Introduction: Alzheimer's disease (AD) is a progressive neurodegenerative disorder responsible for the great majority of age-related dementias affecting daily life through memory loss and cognitive impairment. From a molecular point of view, the most common neuropathological characteristics found in AD patients are abnormal protein deposits, particularly senile plaques (SP) and neurofibrillary tangles (NFT). Furthermore, the currently available pharmacological treatment only provides short-term improvements and is focused on the use of cholinesterase (ChEs) inhibitors or memantine, an approved medicine that is a glutamatergic N-methyl-D-aspartate (NMDA) receptor blocker. Areas covered This review is focused on the relevance of chromones for future AD treatment.
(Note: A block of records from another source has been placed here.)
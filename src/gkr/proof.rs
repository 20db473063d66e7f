use std::ops::Deref;

use serde::{Deserialize, Serialize};

use super::ProofError;
use crate::{circuit::SortedCircuit, sumcheck::SumcheckProof};

/// One sum-check proof per wire, in sorted order.
///
/// Wires checked by direct evaluation have an empty entry.
#[derive(Debug, Clone, Default, PartialEq, Eq, Serialize, Deserialize)]
pub struct Proof<EF>(pub Vec<SumcheckProof<EF>>);

impl<EF> Deref for Proof<EF> {
    type Target = [SumcheckProof<EF>];

    fn deref(&self) -> &Self::Target {
        &self.0
    }
}

/// Number of field elements in a proof for `circuit` over `2^log_nb_instances` instances.
///
/// Every distinct consumer of a wire reads one final evaluation of it, and every wire that
/// needs a sum-check sends `degree + 1` values per variable.
#[must_use]
pub fn proof_size<F>(circuit: &SortedCircuit<F>, log_nb_instances: usize) -> usize {
    let (final_evals, per_variable) = size_terms(circuit);
    final_evals + per_variable * log_nb_instances
}

fn size_terms<F>(circuit: &SortedCircuit<F>) -> (usize, usize) {
    circuit
        .iter_sorted()
        .fold((0, 0), |(final_evals, per_variable), (_, wire)| {
            let rounds = if wire.no_proof() { 0 } else { wire.degree() + 1 };
            (final_evals + wire.nb_unique_outputs(), per_variable + rounds)
        })
}

impl<EF: Clone> Proof<EF> {
    /// Flattens the proof wire by wire: rounds first, then the final evaluations.
    ///
    /// No lengths are written; they follow from the circuit shape.
    #[must_use]
    pub fn serialize(&self) -> Vec<EF> {
        self.0
            .iter()
            .flat_map(|entry| {
                entry
                    .partial_sum_polys
                    .iter()
                    .flatten()
                    .chain(&entry.final_eval_proof)
                    .cloned()
            })
            .collect()
    }

    /// Reads a proof, inferring the number of instances from its length.
    pub fn deserialize<F>(circuit: &SortedCircuit<F>, data: &[EF]) -> Result<Self, ProofError>
    where
        EF: Default,
    {
        let (final_evals, per_variable) = size_terms(circuit);

        let Some(rounds_len) = data.len().checked_sub(final_evals) else {
            return Err(ProofError::SizeMismatch {
                expected: final_evals,
                got: data.len(),
            });
        };

        let log_nb_instances = match (rounds_len, per_variable) {
            (0, _) => 0,
            (_, 0) => return Err(ProofError::UndeterminedInstances(data.len())),
            (len, per) if len % per != 0 => {
                return Err(ProofError::UndeterminedInstances(data.len()));
            }
            (len, per) => len / per,
        };

        Self::deserialize_with_log(circuit, log_nb_instances, data)
    }

    /// Reads a proof over `2^log_nb_instances` instances.
    pub fn deserialize_with_log<F>(
        circuit: &SortedCircuit<F>,
        log_nb_instances: usize,
        data: &[EF],
    ) -> Result<Self, ProofError>
    where
        EF: Default,
    {
        let expected = proof_size(circuit, log_nb_instances);
        if data.len() < expected {
            return Err(ProofError::SizeMismatch {
                expected,
                got: data.len(),
            });
        }

        let mut rest = data;
        let mut take = |n: usize| {
            let (head, tail) = rest.split_at(n);
            rest = tail;
            head.to_vec()
        };

        let entries = circuit
            .iter_sorted()
            .map(|(_, wire)| {
                if wire.no_proof() {
                    return SumcheckProof::default();
                }
                let partial_sum_polys = (0..log_nb_instances)
                    .map(|_| take(wire.degree() + 1))
                    .collect();
                let final_eval_proof = take(wire.nb_unique_inputs());
                SumcheckProof::new(partial_sum_polys, final_eval_proof)
            })
            .collect();

        if !rest.is_empty() {
            return Err(ProofError::TrailingData(rest.len()));
        }

        Ok(Self(entries))
    }
}

#[cfg(test)]
mod tests {
    use p3_baby_bear::BabyBear;
    use p3_field::PrimeCharacteristicRing;
    use proptest::prelude::*;

    use super::*;
    use crate::circuit::{
        Circuit, WireId,
        gate::{AddGate, MulGate, PowGate},
        topological_sort,
    };

    type F = BabyBear;

    /// `out = (a * b) + b`, `sq = a^3`.
    fn sample_circuit() -> SortedCircuit<F> {
        let mut circuit = Circuit::new();
        let a = circuit.add_input();
        let b = circuit.add_input();
        let ab = circuit.add_gate(MulGate, &[a, b]);
        circuit.add_gate(AddGate, &[ab, b]);
        circuit.add_gate(PowGate(3), &[a]);
        topological_sort(&circuit)
    }

    #[test]
    fn test_proof_size() {
        let sorted = sample_circuit();
        // Fan-outs: a -> {ab, sq}, b -> {ab, out}, ab -> {out}.
        // Sum-checks: a (2), b (2), ab (3), out (2), sq (4).
        assert_eq!(proof_size(&sorted, 0), 5);
        assert_eq!(proof_size(&sorted, 3), 5 + 13 * 3);
    }

    #[test]
    fn test_single_mul_gate_size() {
        let mut circuit = Circuit::<F>::new();
        let a = circuit.add_input();
        let b = circuit.add_input();
        circuit.add_gate(MulGate, &[a, b]);
        let sorted = topological_sort(&circuit);

        assert_eq!(proof_size(&sorted, 0), 2);
        assert_eq!(proof_size(&sorted, 1), 5);
    }

    #[test]
    fn test_deserialize_errors() {
        let sorted = sample_circuit();

        assert_eq!(
            Proof::deserialize(&sorted, &[F::ONE; 4]),
            Err(ProofError::SizeMismatch {
                expected: 5,
                got: 4
            })
        );
        assert_eq!(
            Proof::deserialize(&sorted, &[F::ONE; 5 + 14]),
            Err(ProofError::UndeterminedInstances(19))
        );
        assert!(Proof::deserialize_with_log(&sorted, 1, &[F::ONE; 18]).is_ok());
        assert_eq!(
            Proof::deserialize_with_log(&sorted, 2, &[F::ONE; 18]),
            Err(ProofError::SizeMismatch {
                expected: 31,
                got: 18
            })
        );
        assert_eq!(
            Proof::deserialize_with_log(&sorted, 1, &[F::ONE; 19]),
            Err(ProofError::TrailingData(1))
        );
    }

    #[test]
    fn test_deserialize_layout() {
        let mut circuit = Circuit::<F>::new();
        let a = circuit.add_input();
        let b = circuit.add_input();
        circuit.add_gate(MulGate, &[a, b]);
        let sorted = topological_sort(&circuit);

        let data: Vec<F> = (1..=5).map(F::from_u64).collect();
        let proof = Proof::deserialize(&sorted, &data).unwrap();

        assert_eq!(proof.len(), 3);
        assert!(proof[0].is_empty() && proof[1].is_empty());
        assert_eq!(
            proof[2].partial_sum_polys,
            vec![vec![F::from_u64(1), F::from_u64(2), F::from_u64(3)]]
        );
        assert_eq!(proof[2].final_eval_proof, vec![F::from_u64(4), F::from_u64(5)]);
        assert_eq!(proof.serialize(), data);
    }

    #[test]
    fn test_inputs_only_circuit() {
        let mut circuit = Circuit::<F>::new();
        circuit.add_input();
        circuit.add_input();
        let sorted = topological_sort(&circuit);

        assert_eq!(proof_size(&sorted, 5), 0);
        assert_eq!(
            Proof::<F>::deserialize(&sorted, &[]),
            Ok(Proof(vec![SumcheckProof::default(); 2]))
        );
        assert_eq!(
            Proof::deserialize(&sorted, &[F::ONE]),
            Err(ProofError::UndeterminedInstances(1))
        );
    }

    /// A random layered circuit: `num_inputs` inputs, then gates reading earlier wires.
    fn random_circuit(num_inputs: usize, gates: &[(u8, usize, usize)]) -> SortedCircuit<F> {
        let mut circuit = Circuit::<F>::new();
        for _ in 0..num_inputs {
            circuit.add_input();
        }
        for &(kind, x, y) in gates {
            let n = circuit.len();
            let (x, y) = (WireId(x % n), WireId(y % n));
            match kind % 3 {
                0 => circuit.add_gate(AddGate, &[x, y]),
                1 => circuit.add_gate(MulGate, &[x, y]),
                _ => circuit.add_gate(PowGate(3), &[x]),
            };
        }
        topological_sort(&circuit)
    }

    proptest! {
        #[test]
        fn test_size_round_trip(
            num_inputs in 1usize..4,
            gates in prop::collection::vec((any::<u8>(), any::<usize>(), any::<usize>()), 1..8),
            log in 0usize..4,
        ) {
            let sorted = random_circuit(num_inputs, &gates);
            let size = proof_size(&sorted, log);
            let data: Vec<F> = (0..size as u64).map(F::from_u64).collect();

            let proof = Proof::deserialize_with_log(&sorted, log, &data).unwrap();
            prop_assert_eq!(proof.iter().map(SumcheckProof::len).sum::<usize>(), size);
            prop_assert_eq!(proof.serialize(), data.clone());

            prop_assert_eq!(Proof::deserialize(&sorted, &data).unwrap(), proof);
        }
    }
}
Structure-activity relationship (SAR) studies which look at the inhibition of amyloid-ß (Aß) plaque formation and aggregation and the inhibition of both acetylcholinesterase (AChE) and butyrylcholinesterase are also discussed. Expert opinion SAR studies are a useful strategy for the elucidation of structural features that improve compound-specific AD-related activities. The development of multi-target-directed ligands (MTDLs) represents an exciting challenge for organic chemists. As such, recently developed chromone-type compounds have a potential use as MTDLs for the treatment of AD.